Find the values of k for which the line$(k-3)x-(4-k^2)y+k^2-7k+6=0$ is :
(a) Parallel to the $x$-axis.
(b) Parallel to the $y$-axis.
(c) Passing through the origin.

Answer 1

The given equation of line is
$(k-3)x-(4-k^2)y+k^2-7k+6=0$
(a) If the given line is parallel to the $x$-axis, then
slope of the given line$=$ slope of the $x$-axis $=0$
$\Rightarrow \frac{(k-3)}{(4-k^2)}=0$
$\Rightarrow k-3=0$
$\Rightarrow k=3$
Thus, if the given line is parallel to the $x$-axis, then the value of $k$ is $3$.
(b) If the given line is parallel to the $y$-axis, it is vertical, hence,its slope will be undefined.

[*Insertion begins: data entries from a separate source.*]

impl IoValues {
    pub fn inputs(&self) -> &BTreeMap<Sec, Vec<Value>> {
        &self.inputs
    }

    pub fn outputs(&self) -> &BTreeMap<Sec, Vec<Value>> {
        &self.outputs
    }

    fn add(map: &mut BTreeMap<Sec, Vec<Value>>, kind: &str, level: Sec, value: Value) -> Result<()> {
        for (&other, values) in map.iter() {
            if values.contains(&value) {
                if other == level {
                    return Ok(());
                }
                return Err(invariant_error!(
                    "{} value {:?} is already registered at level {}, cannot register it at {}",
                    kind,
                    value.bits(),
                    other,
                    level
                ));
            }
        }
        map.entry(level).or_default().push(value);
        Ok(())
    }

    /// Input bits at the given level.
    pub fn input_bits(&self, level: Sec) -> impl Iterator<Item = Bit> + '_ {
        self.inputs.get(&level).into_iter().flatten().flat_map(|v| v.bits().iter().copied())
    }

    /// Output bits at the given level.
    pub fn output_bits(&self, level: Sec) -> impl Iterator<Item = Bit> + '_ {
        self.outputs.get(&level).into_iter().flatten().flat_map(|v| v.bits().iter().copied())
    }

    /// All unknown bits occurring in any input or output value.
    pub fn unknown_bits(&self, arena: &BitArena) -> IndexSet<Bit> {
        self.inputs
            .values()
            .chain(self.outputs.values())
            .flatten()
            .flat_map(|v| v.bits().iter().copied())
            .filter(|&b| arena.value(b).is_unknown())
            .collect()
    }
}

/// State of one method activation (or of the top-level code).
#[derive(Debug)]
struct Activation {
    method: Option<MethodId>,
    variables: HashMap<VarId, Value>,
    node_values: WriteOnceMap<NodeId, Value>,
    return_value: Option<Value>,
}

impl Activation {
    fn new(method: Option<MethodId>) -> Self {
        Self {
            method,
            variables: HashMap::new(),
            node_values: WriteOnceMap::new("node value"),
            return_value: None,
        }
    }
}

#[derive(Debug)]
pub struct Context {
    lattice: SecurityLattice,
    bit_width: usize,
    arena: BitArena,
    sec: WriteOnceMap<Bit, Sec>,
    origin: WriteOnceMap<Bit, Bit>,
    values: Vec<Value>,
    activations: Vec<Activation>,
    input_variables: IndexSet<VarId>,
    cc: Vec<Bit>,
    io: IoValues,
    token: CancellationToken,
}

impl Default for Context {
    fn default() -> Self {
        Context::new(SecurityLattice::default(), DEFAULT_BIT_WIDTH)
    }
}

The slope of the given line is $\frac{(k-3)}{(4-k^2)}$
Now,$\frac{(k-3)}{(4-k^2)}$ is undefined at $k^2=4$
$\Rightarrow k=\pm 2$
Thus, if the given line is parallel to the $y$-axis,then the value of $k$ is $\pm 2.$
(c), If the given line is passing through the origin, then point $(0,0)$ satisfies the given equation of line
$(k-3)\left(0\right)-(4-k^2)\left(0\right)+k^2-7k+6=0$
$\Rightarrow k^2-7k+6=0\Rightarrow k^2-6k-k+6=0$
$\Rightarrow (k-6)(k-1)=0\Rightarrow k=1ork=6$
Thus, if the given line is passing through the origin, then the value of $k$ is either $1$ or $6$.